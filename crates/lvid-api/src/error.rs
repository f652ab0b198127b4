//! API error types.

use axum::http::StatusCode;
use axum::response::{IntoResponse, Response};
use axum::Json;
use serde::Serialize;
use thiserror::Error;

use lvid_pipeline::PipelineError;
use lvid_store::StoreError;

pub type ApiResult<T> = Result<T, ApiError>;

#[derive(Debug, Error)]
pub enum ApiError {
    #[error("Not found: {0}")]
    NotFound(String),

    #[error("Bad request: {0}")]
    BadRequest(String),

    #[error("Validation error: {0}")]
    Validation(String),

    #[error("Internal error: {0}")]
    Internal(String),

    #[error("Pipeline error: {0}")]
    Pipeline(#[from] PipelineError),
}

impl ApiError {
    pub fn not_found(msg: impl Into<String>) -> Self {
        Self::NotFound(msg.into())
    }

    pub fn bad_request(msg: impl Into<String>) -> Self {
        Self::BadRequest(msg.into())
    }

    pub fn internal(msg: impl Into<String>) -> Self {
        Self::Internal(msg.into())
    }

    fn status_code(&self) -> StatusCode {
        match self {
            ApiError::NotFound(_) => StatusCode::NOT_FOUND,
            ApiError::BadRequest(_) | ApiError::Validation(_) => StatusCode::BAD_REQUEST,
            ApiError::Internal(_) => StatusCode::INTERNAL_SERVER_ERROR,
            ApiError::Pipeline(e) => match e {
                PipelineError::Busy => StatusCode::CONFLICT,
                PipelineError::InvalidTransition { .. } => StatusCode::CONFLICT,
                PipelineError::MissingPrerequisite { .. } => StatusCode::UNPROCESSABLE_ENTITY,
                PipelineError::Store(StoreError::NotFound(_)) => StatusCode::NOT_FOUND,
                PipelineError::Timeout { .. }
                | PipelineError::JobNotFound { .. }
                | PipelineError::JobFailed { .. }
                | PipelineError::Provider(_) => StatusCode::BAD_GATEWAY,
                PipelineError::Store(_) => StatusCode::INTERNAL_SERVER_ERROR,
            },
        }
    }

    /// Machine-readable code for the conditions the UI branches on.
    fn code(&self) -> Option<&'static str> {
        match self {
            ApiError::Pipeline(PipelineError::Busy) => Some("busy"),
            ApiError::Pipeline(PipelineError::InvalidTransition { .. }) => {
                Some("invalid_transition")
            }
            ApiError::Pipeline(PipelineError::MissingPrerequisite { .. }) => {
                Some("missing_prerequisite")
            }
            ApiError::Pipeline(PipelineError::Timeout { .. }) => Some("timeout"),
            _ => None,
        }
    }
}

impl From<StoreError> for ApiError {
    fn from(e: StoreError) -> Self {
        match e {
            StoreError::NotFound(id) => ApiError::NotFound(format!("Project not found: {id}")),
            other => ApiError::Internal(other.to_string()),
        }
    }
}

#[derive(Serialize)]
struct ErrorResponse {
    detail: String,
    #[serde(skip_serializing_if = "Option::is_none")]
    code: Option<&'static str>,
}

impl IntoResponse for ApiError {
    fn into_response(self) -> Response {
        let status = self.status_code();
        let code = self.code();

        let detail = match &self {
            ApiError::Pipeline(e) => e.user_message(),
            other => other.to_string(),
        };

        let body = ErrorResponse { detail, code };
        (status, Json(body)).into_response()
    }
}

#[cfg(test)]
mod tests {
    use super::*;

    #[test]
    fn test_busy_maps_to_conflict_with_code() {
        let err = ApiError::Pipeline(PipelineError::Busy);
        assert_eq!(err.status_code(), StatusCode::CONFLICT);
        assert_eq!(err.code(), Some("busy"));
    }

    #[test]
    fn test_provider_failures_are_bad_gateway() {
        let err = ApiError::Pipeline(PipelineError::JobFailed {
            message: "x".to_string(),
        });
        assert_eq!(err.status_code(), StatusCode::BAD_GATEWAY);
    }
}
//! Application state.

use std::sync::Arc;

use lvid_pipeline::{PipelineConfig, ProviderSet, StageOrchestrator};
use lvid_providers::{
    HttpAvatarRenderer, HttpContentGenerator, HttpSpeechSynthesizer, HttpVideoCompositor,
    HttpWebSearch, ResearchGatherer, WebSearch,
};
use lvid_store::{MemoryStore, ProjectStore};

use crate::config::ApiConfig;

/// Shared application state.
#[derive(Clone)]
pub struct AppState {
    pub config: ApiConfig,
    pub store: Arc<dyn ProjectStore>,
    pub orchestrator: Arc<StageOrchestrator>,
}

impl AppState {
    /// Create new application state with HTTP providers from the environment.
    pub fn new(config: ApiConfig) -> Result<Self, Box<dyn std::error::Error>> {
        let store: Arc<dyn ProjectStore> = Arc::new(MemoryStore::new());
        let pipeline_config = PipelineConfig::from_env();

        // Web search is optional; without a key the content stage simply
        // runs unenriched.
        let search: Option<Arc<dyn WebSearch>> = if std::env::var("SEARCH_API_KEY").is_ok() {
            Some(Arc::new(HttpWebSearch::from_env()?))
        } else {
            None
        };
        let research = Arc::new(ResearchGatherer::new(
            search,
            pipeline_config.research_chars_per_source,
        ));

        let providers = ProviderSet {
            content: Arc::new(HttpContentGenerator::from_env()?),
            speech: Arc::new(HttpSpeechSynthesizer::from_env()?),
            avatar: Arc::new(HttpAvatarRenderer::from_env()?),
            compositor: Arc::new(HttpVideoCompositor::from_env()?),
            research: Some(research),
        };

        let orchestrator = Arc::new(StageOrchestrator::new(
            Arc::clone(&store),
            providers,
            pipeline_config,
        ));

        Ok(Self {
            config,
            store,
            orchestrator,
        })
    }
}
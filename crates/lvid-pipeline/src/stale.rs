//! Background detection of stuck projects.
//!
//! A process restart can orphan a project in a `*_generating` status with no
//! stage actually running. This service scans the store periodically and
//! fails any project that has been in flight past a threshold, so the UI
//! offers a retry instead of showing a spinner forever.

use std::sync::Arc;
use std::time::Duration;

use chrono::Utc;
use tokio::time::interval;
use tracing::{error, info, warn};

use lvid_models::ProjectStatus;
use lvid_store::{ProjectPatch, ProjectStore};

/// Stale project detector service.
pub struct StaleProjectDetector {
    store: Arc<dyn ProjectStore>,
    /// How long a project may sit in a `*_generating` status
    threshold: Duration,
    /// Scan interval
    scan_interval: Duration,
    enabled: bool,
}

impl StaleProjectDetector {
    pub fn new(store: Arc<dyn ProjectStore>) -> Self {
        let enabled = std::env::var("ENABLE_STALE_DETECTION")
            .map(|v| v == "true" || v == "1")
            .unwrap_or(true);

        let threshold = Duration::from_secs(
            std::env::var("STALE_THRESHOLD_SECS")
                .ok()
                .and_then(|s| s.parse().ok())
                .unwrap_or(1800),
        );

        Self {
            store,
            threshold,
            scan_interval: Duration::from_secs(60),
            enabled,
        }
    }

    pub fn with_threshold(mut self, threshold: Duration) -> Self {
        self.threshold = threshold;
        self
    }

    /// Start the background detection loop.
    ///
    /// Runs indefinitely; spawn it as a background task.
    pub async fn run(&self) {
        if !self.enabled {
            info!("Stale project detection is disabled");
            return;
        }

        info!(
            "Starting stale project detector (interval: {:?}, threshold: {:?})",
            self.scan_interval, self.threshold
        );

        let mut ticker = interval(self.scan_interval);

        loop {
            ticker.tick().await;

            if let Err(e) = self.check_once().await {
                error!("Stale project detection error: {}", e);
            }
        }
    }

    /// Run a single detection cycle. Returns (stale, recovered) counts.
    pub async fn check_once(&self) -> anyhow::Result<(u32, u32)> {
        let projects = self.store.list().await?;

        let mut stale_count = 0u32;
        let mut recovered_count = 0u32;
        let now = Utc::now();

        for project in projects {
            let Some(stage) = project.status.in_flight_stage() else {
                continue;
            };

            let age = (now - project.updated_at)
                .to_std()
                .unwrap_or(Duration::ZERO);
            if age < self.threshold {
                continue;
            }

            stale_count += 1;
            warn!(
                project_id = %project.id,
                stage = %stage,
                updated_at = %project.updated_at,
                "Detected stale project"
            );

            let patch = ProjectPatch::new()
                .expect_status(project.status)
                .with_status(ProjectStatus::Failed)
                .with_error(
                    stage,
                    "Processing timed out. The pipeline may have restarted. Retry the step.",
                );

            match self.store.patch(&project.id, patch).await {
                Ok(_) => {
                    recovered_count += 1;
                    info!(project_id = %project.id, "Recovered stale project");
                }
                Err(e) if e.is_conflict() => {
                    // The stage finished (or was retried) between the scan
                    // and the patch; nothing to recover.
                }
                Err(e) => {
                    error!(project_id = %project.id, "Failed to recover stale project: {}", e);
                }
            }
        }

        if stale_count > 0 {
            info!(
                "Stale project detection complete: {} stale, {} recovered",
                stale_count, recovered_count
            );
        }

        Ok((stale_count, recovered_count))
    }
}

#[cfg(test)]
mod tests {
    use super::*;

    use lvid_models::{
        AvatarConfig, CefrLevel, PipelineStage, SourceConfig, SourceMode, TemplateType,
        VideoProject, VideoSettings, VoiceConfig,
    };
    use lvid_store::MemoryStore;

    fn project_in(status: ProjectStatus, age: chrono::Duration) -> VideoProject {
        let mut project = VideoProject::new(
            "Stale test",
            TemplateType::GrammarLesson,
            SourceConfig {
                topic: "idioms".to_string(),
                level: CefrLevel::B2,
                target_duration_seconds: 240,
                native_language: "French".to_string(),
                urls: vec![],
                mode: SourceMode::Topic,
            },
            VoiceConfig {
                provider: "speech".to_string(),
                voice_id: "v".to_string(),
                voice_name: "V".to_string(),
            },
            AvatarConfig {
                provider: "avatar".to_string(),
                character_id: "c".to_string(),
                character_name: "C".to_string(),
            },
            VideoSettings::default(),
        );
        project.status = status;
        project.updated_at = Utc::now() - age;
        project
    }

    #[tokio::test]
    async fn test_old_in_flight_project_is_failed() {
        let store = Arc::new(MemoryStore::new());
        let project = project_in(ProjectStatus::ContentGenerating, chrono::Duration::hours(2));
        let id = project.id.clone();
        store.insert(project).await.unwrap();

        let detector = StaleProjectDetector::new(store.clone())
            .with_threshold(Duration::from_secs(1800));
        let (stale, recovered) = detector.check_once().await.unwrap();

        assert_eq!((stale, recovered), (1, 1));

        let failed = store.get(&id).await.unwrap();
        assert_eq!(failed.status, ProjectStatus::Failed);
        assert_eq!(failed.error_step, Some(PipelineStage::ContentGeneration));
    }

    #[tokio::test]
    async fn test_recent_and_settled_projects_untouched() {
        let store = Arc::new(MemoryStore::new());
        let recent = project_in(ProjectStatus::AudioGenerating, chrono::Duration::seconds(10));
        let ready = project_in(ProjectStatus::ContentReady, chrono::Duration::hours(5));
        let recent_id = recent.id.clone();
        let ready_id = ready.id.clone();
        store.insert(recent).await.unwrap();
        store.insert(ready).await.unwrap();

        let detector = StaleProjectDetector::new(store.clone())
            .with_threshold(Duration::from_secs(1800));
        let (stale, _) = detector.check_once().await.unwrap();

        assert_eq!(stale, 0);
        assert_eq!(
            store.get(&recent_id).await.unwrap().status,
            ProjectStatus::AudioGenerating
        );
        assert_eq!(
            store.get(&ready_id).await.unwrap().status,
            ProjectStatus::ContentReady
        );
    }
}
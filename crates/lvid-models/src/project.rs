//! Video project model and per-stage artifacts.

use std::fmt;

use chrono::{DateTime, Utc};
use schemars::JsonSchema;
use serde::{Deserialize, Serialize};
use uuid::Uuid;

use crate::lesson::LessonContent;
use crate::settings::{AvatarConfig, SourceConfig, TemplateType, VideoSettings, VoiceConfig};
use crate::status::{PipelineStage, ProjectStatus};

/// Unique identifier for a video project.
#[derive(Debug, Clone, PartialEq, Eq, Hash, Serialize, Deserialize, JsonSchema)]
#[serde(transparent)]
pub struct ProjectId(pub String);

impl ProjectId {
    /// Generate a new random project ID.
    pub fn new() -> Self {
        Self(Uuid::new_v4().to_string())
    }

    pub fn as_str(&self) -> &str {
        &self.0
    }
}

impl Default for ProjectId {
    fn default() -> Self {
        Self::new()
    }
}

impl fmt::Display for ProjectId {
    fn fmt(&self, f: &mut fmt::Formatter<'_>) -> fmt::Result {
        write!(f, "{}", self.0)
    }
}

impl From<String> for ProjectId {
    fn from(s: String) -> Self {
        Self(s)
    }
}

impl From<&str> for ProjectId {
    fn from(s: &str) -> Self {
        Self(s.to_string())
    }
}

/// Speech-synthesis artifact.
#[derive(Debug, Clone, Serialize, Deserialize, JsonSchema)]
pub struct AudioOutput {
    /// URL of the synthesized audio
    pub url: String,
    /// Spoken duration in seconds
    pub duration_seconds: f64,
}

/// Avatar-render artifact.
#[derive(Debug, Clone, Serialize, Deserialize, JsonSchema)]
pub struct AvatarOutput {
    /// URL of the rendered avatar video
    pub url: String,
    /// Provider-side job ID the render was tracked under
    pub provider_job_id: String,
}

/// Final compositing artifact.
#[derive(Debug, Clone, Serialize, Deserialize, JsonSchema)]
pub struct FinalOutput {
    /// URL of the finished video
    pub url: String,
}

/// One video being produced.
///
/// Created in `draft` by the UI and mutated exclusively by the stage
/// orchestrator; the pipeline never deletes projects.
#[derive(Debug, Clone, Serialize, Deserialize, JsonSchema)]
pub struct VideoProject {
    pub id: ProjectId,
    pub title: String,
    pub template_type: TemplateType,
    pub source_config: SourceConfig,
    pub voice_config: VoiceConfig,
    pub avatar_config: AvatarConfig,
    pub video_settings: VideoSettings,

    /// Current pipeline state
    #[serde(default)]
    pub status: ProjectStatus,

    /// Stage 1 artifact (script); stage 2 input
    #[serde(skip_serializing_if = "Option::is_none")]
    pub lesson_content: Option<LessonContent>,

    /// Stage 2 artifact (audio); stage 3 input
    #[serde(skip_serializing_if = "Option::is_none")]
    pub audio_output: Option<AudioOutput>,

    /// Stage 3 artifact (avatar video); stage 4 input
    #[serde(skip_serializing_if = "Option::is_none")]
    pub avatar_output: Option<AvatarOutput>,

    /// Terminal artifact
    #[serde(skip_serializing_if = "Option::is_none")]
    pub final_output: Option<FinalOutput>,

    /// Error detail, set only while `status == failed`
    #[serde(skip_serializing_if = "Option::is_none")]
    pub error_message: Option<String>,

    /// Stage that failed, set only while `status == failed`
    #[serde(skip_serializing_if = "Option::is_none")]
    pub error_step: Option<PipelineStage>,

    pub created_at: DateTime<Utc>,
    pub updated_at: DateTime<Utc>,
}

impl VideoProject {
    /// Create a new draft project.
    pub fn new(
        title: impl Into<String>,
        template_type: TemplateType,
        source_config: SourceConfig,
        voice_config: VoiceConfig,
        avatar_config: AvatarConfig,
        video_settings: VideoSettings,
    ) -> Self {
        let now = Utc::now();
        Self {
            id: ProjectId::new(),
            title: title.into(),
            template_type,
            source_config,
            voice_config,
            avatar_config,
            video_settings,
            status: ProjectStatus::Draft,
            lesson_content: None,
            audio_output: None,
            avatar_output: None,
            final_output: None,
            error_message: None,
            error_step: None,
            created_at: now,
            updated_at: now,
        }
    }

    /// Stage this project may legally enter next.
    ///
    /// Forward transitions are monotonic; out of `failed` only the stage
    /// recorded in `error_step` is re-entrant.
    pub fn admissible_stage(&self) -> Option<PipelineStage> {
        match self.status {
            ProjectStatus::Failed => self.error_step,
            _ => self.status.next_stage(),
        }
    }

    /// Check that the artifact a stage consumes is present and usable.
    ///
    /// Returns a description of what is missing, or `None` when the stage
    /// can run.
    pub fn missing_prerequisite(&self, stage: PipelineStage) -> Option<&'static str> {
        match stage {
            PipelineStage::ContentGeneration => {
                if self.source_config.topic.trim().is_empty() {
                    Some("source_config.topic")
                } else {
                    None
                }
            }
            PipelineStage::AudioGeneration => match &self.lesson_content {
                Some(content) if !content.full_script.trim().is_empty() => None,
                _ => Some("lesson_content.full_script"),
            },
            PipelineStage::AvatarGeneration => match &self.audio_output {
                Some(audio) if !audio.url.is_empty() => None,
                _ => Some("audio_output.url"),
            },
            PipelineStage::Rendering => match &self.avatar_output {
                Some(avatar) if !avatar.url.is_empty() => None,
                _ => Some("avatar_output.url"),
            },
        }
    }
}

+---+

» **Work item**
When you find a line in the records that contains the word "other", copy it.

» **Written solution**
            other => ApiError::Internal(other.to_string()),
            other => other.to_string(),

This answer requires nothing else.